At the end of a 'superb' year, Open Gardens founder looks forward to a bright 2017
Mick Moat hopes to attract 100 gardens to the charitable scheme by the end of next year
HANDING over a cheque for €12,000 to a children’s cancer charity has capped a ‘superb year’ for the Open Gardens / Jardins Ouverts scheme, founder Mick Moat said.
Three years after the organisation was founded, with four gardens in the Creuse, there are now 120 gardens in the association in 26 departments, and a further 20 have already pre-registered for 2017 and several others showing interest.
Visitors paid €5 for a one-off visit or €10 for a membership card and sometimes bought plants or refreshments with proceeds going to charity.
The association raised a record €23,000 – with the bulk of the money, €12,000, going to A Chacun son Everest which runs courses in the Alps to help children and women who are in remission from cancer but need help restoring their confidence after treatment.
The cheque for A Chacun son Everest was handed over at the prestigious French gardening show, Journées des Plantes de Chantilly, where Open Gardens had top billing and has been asked to come back in future years.
The cheque was given to six-year-old cancer survivor Orane, who has benefited from one of the courses run by the charity. “To see that little girl receiving that cheque was wonderful,” said Mr Moat.
“We have also heard back from other charities who have told us that they have been able to develop new projects due to our donations.
“It is lovely to think that the money visitors are giving and the work of the gardeners is making a difference to the lives of the children and adults concerned by the charities.”
Another €4,000 has been split between seven other charities:
- Le Dauphin Corse: which handicapped people rediscover their joie de vivre
- Réseau Bulle: a network of assistance and support for families and individuals affected by autism
- Quelque Chose en Plus: helps those aged 5-20 who suffer from a variety of disabilities
- Rigolopito: clowns visit children in hospitals in Languedoc-Roussillon and Midi-Pyrenées
- Association Française du Syndrome de Costello et Cardio-Facio-Cutané: for people affected by a rare disease characterised by postnatal growth retardation, skin and heart abnormalities and mental retardation
- Association Bouée d’Espoir: it helps people who are at risk of marginalisation due to difficulties, distress and despair and sets them back on a positive path in life
- Les Chiens Guides d’Aveugles de l’Ouest: trains and places guide dogs for blind and partially sighted people
The remaining money is used to cover the scheme’s running costs. In the long term, the aim is to cover these overheads by attracting sponsorship, allowing all donations to go directly to charity.
Once a charity has been adopted by Open Gardens it will receive money every year and the association hopes to add other causes in future years.
Mr Moat hopes to have 200 gardens signed up by the end of 2017: “We would like to see an increase in French gardeners who make up about 25% of our gardens and I would like to get that up to 50% or over within three to four years and we want to see gardens in more departments so that as much of France is covered as possible.”
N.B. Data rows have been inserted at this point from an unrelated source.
use crate::constants::{
    CAPTION_LANDSCAPE, CAPTION_PORTRAIT, MAX_HOURS_DIGITS, MAX_MIN_SEC_DIGITS,
};

/// Screen orientation preference. The two toggles form one exclusive group,
/// so this is a single enum with one setter rather than two booleans.
#[derive(Debug, Clone, Copy, PartialEq, Eq)]
pub enum Orientation {
    Portrait,
    Landscape,
}

impl Orientation {
    pub fn caption(&self) -> &'static str {
        match self {
            Orientation::Portrait => CAPTION_PORTRAIT,
            Orientation::Landscape => CAPTION_LANDSCAPE,
        }
    }
}

/// Which duration input field currently receives key presses
#[derive(Debug, Clone, Copy, PartialEq, Eq)]
pub enum InputField {
    Hours,
    Minutes,
    Seconds,
}

impl InputField {
    pub fn label(&self) -> &'static str {
        match self {
            InputField::Hours => "时",
            InputField::Minutes => "分",
            InputField::Seconds => "秒",
        }
    }

    pub fn max_digits(&self) -> usize {
        match self {
            InputField::Hours => MAX_HOURS_DIGITS,
            InputField::Minutes | InputField::Seconds => MAX_MIN_SEC_DIGITS,
        }
    }

    pub fn next(&self) -> InputField {
        match self {
            InputField::Hours => InputField::Minutes,
            InputField::Minutes => InputField::Seconds,
            InputField::Seconds => InputField::Hours,
        }
    }

    pub fn previous(&self) -> InputField {
        match self {
            InputField::Hours => InputField::Seconds,
            InputField::Minutes => InputField::Hours,
            InputField::Seconds => InputField::Minutes,
        }
    }

    pub const ALL: [InputField; 3] = [InputField::Hours, InputField::Minutes, InputField::Seconds];
}
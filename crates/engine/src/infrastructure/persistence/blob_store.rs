//! File-backed image blob store, one file per capture keyed by a fresh id.

use std::path::{Path, PathBuf};

use async_trait::async_trait;
use tokio::fs;

use snaphunt_domain::ImageId;

use crate::application::ports::outbound::{BlobStorePort, PersistenceError};

const IMAGES_DIR: &str = "images";

pub struct FileBlobStore {
    dir: PathBuf,
}

impl FileBlobStore {
    pub fn new(data_dir: impl AsRef<Path>) -> Self {
        Self {
            dir: data_dir.as_ref().join(IMAGES_DIR),
        }
    }

    fn path_for(&self, id: ImageId) -> PathBuf {
        self.dir.join(format!("{}.jpg", id))
    }
}

#[async_trait]
impl BlobStorePort for FileBlobStore {
    async fn put(&self, bytes: &[u8]) -> Result<ImageId, PersistenceError> {
        fs::create_dir_all(&self.dir).await?;
        let id = ImageId::new();
        fs::write(self.path_for(id), bytes).await?;
        Ok(id)
    }

    async fn get(&self, id: ImageId) -> Result<Option<Vec<u8>>, PersistenceError> {
        match fs::read(self.path_for(id)).await {
            Ok(bytes) => Ok(Some(bytes)),
            Err(err) if err.kind() == std::io::ErrorKind::NotFound => Ok(None),
            Err(err) => Err(PersistenceError::ReadFailed(err.to_string())),
        }
    }
}
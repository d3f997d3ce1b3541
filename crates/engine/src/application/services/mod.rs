//! Application services.

mod game_service;

pub use game_service::{CaptureOutcome, GameHandle, GameService};
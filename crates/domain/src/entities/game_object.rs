//! GameObject entity - a real-world object players are asked to photograph.

use serde::{Deserialize, Serialize};

use crate::ids::ObjectId;
use crate::value_objects::Difficulty;

/// A catalog object. Immutable once created; challenges reference catalog
/// entries by value but never mutate them.
#[derive(Debug, Clone, PartialEq, Serialize, Deserialize)]
#[serde(rename_all = "camelCase")]
pub struct GameObject {
    id: ObjectId,
    name: String,
    category: String,
    difficulty: Difficulty,
}

impl GameObject {
    pub fn new(
        name: impl Into<String>,
        category: impl Into<String>,
        difficulty: Difficulty,
    ) -> Self {
        Self {
            id: ObjectId::new(),
            name: name.into(),
            category: category.into(),
            difficulty,
        }
    }

    /// Set the object ID (used when loading from storage).
    pub fn with_id(mut self, id: ObjectId) -> Self {
        self.id = id;
        self
    }

    pub fn id(&self) -> ObjectId {
        self.id
    }

    pub fn name(&self) -> &str {
        &self.name
    }

    pub fn category(&self) -> &str {
        &self.category
    }

    pub fn difficulty(&self) -> Difficulty {
        self.difficulty
    }

    /// Points awarded for finding this object, derived from its tier.
    pub fn points(&self) -> u32 {
        self.difficulty.points()
    }
}

#[cfg(test)]
mod tests {
    use super::*;

    #[test]
    fn test_points_follow_difficulty() {
        let cone = GameObject::new("Traffic Cone", "Road", Difficulty::Easy);
        let church = GameObject::new("Church", "Urban", Difficulty::Hard);
        assert_eq!(cone.points(), 10);
        assert_eq!(church.points(), 50);
    }

    #[test]
    fn test_serde_roundtrip() {
        let object = GameObject::new("Cow", "Nature", Difficulty::Medium);
        let json = serde_json::to_string(&object).expect("serialize");
        let back: GameObject = serde_json::from_str(&json).expect("deserialize");
        assert_eq!(back, object);
    }
}
//! In-memory store implementations for development and testing
//!
//! These do not persist data across process restarts and are suitable for
//! tests and development only.

use std::collections::HashMap;
use std::sync::Arc;

use async_trait::async_trait;
use tokio::sync::RwLock;

use snaphunt_domain::{ImageId, SessionSnapshot};

use crate::application::ports::outbound::{BlobStorePort, PersistenceError, SnapshotStorePort};

/// In-memory snapshot store
#[derive(Default)]
pub struct MemorySnapshotStore {
    snapshot: Arc<RwLock<Option<SessionSnapshot>>>,
}

impl MemorySnapshotStore {
    pub fn new() -> Self {
        Self::default()
    }

    /// Pre-load a snapshot, as if a previous run had saved it.
    pub fn with_snapshot(snapshot: SessionSnapshot) -> Self {
        Self {
            snapshot: Arc::new(RwLock::new(Some(snapshot))),
        }
    }
}

#[async_trait]
impl SnapshotStorePort for MemorySnapshotStore {
    async fn save(&self, snapshot: &SessionSnapshot) -> Result<(), PersistenceError> {
        *self.snapshot.write().await = Some(snapshot.clone());
        Ok(())
    }

    async fn load(&self) -> Result<Option<SessionSnapshot>, PersistenceError> {
        Ok(self.snapshot.read().await.clone())
    }
}

/// In-memory blob store
#[derive(Default)]
pub struct MemoryBlobStore {
    blobs: Arc<RwLock<HashMap<ImageId, Vec<u8>>>>,
}

impl MemoryBlobStore {
    pub fn new() -> Self {
        Self::default()
    }
}

#[async_trait]
impl BlobStorePort for MemoryBlobStore {
    async fn put(&self, bytes: &[u8]) -> Result<ImageId, PersistenceError> {
        let id = ImageId::new();
        self.blobs.write().await.insert(id, bytes.to_vec());
        Ok(id)
    }

    async fn get(&self, id: ImageId) -> Result<Option<Vec<u8>>, PersistenceError> {
        Ok(self.blobs.read().await.get(&id).cloned())
    }
}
He also revealed some ‘exceptional gardens in France’, which you usually have to pay to visit, have agreed to open up for one or two days a year for Open Garden members.
Open Gardens/Jardins Ouverts is keen to attract more gardens: “Every time one opens we are able to raise more money,” says Mr Moat.
“If you think that visitors would enjoy spending 30 minutes in your garden, please do get in contact with us.
“If you have a very small garden or a courtyard you can team up with another local person so that any visitor can see both and we have several examples where people have done just that.
“People who open their gardens tell me that they get a great deal of pleasure from sharing their plants and experiences with visitors, as well as knowing they are helping seriously ill children. There isn’t a downside.”
The association would also like to hear from anyone who would be interested in being an area co-ordinator: “It needn’t take up much time,” said Mr Moat. “It’s a question of visiting new gardens and advising them about how to go about taking part in the scheme and finding other gardeners who would like to join.”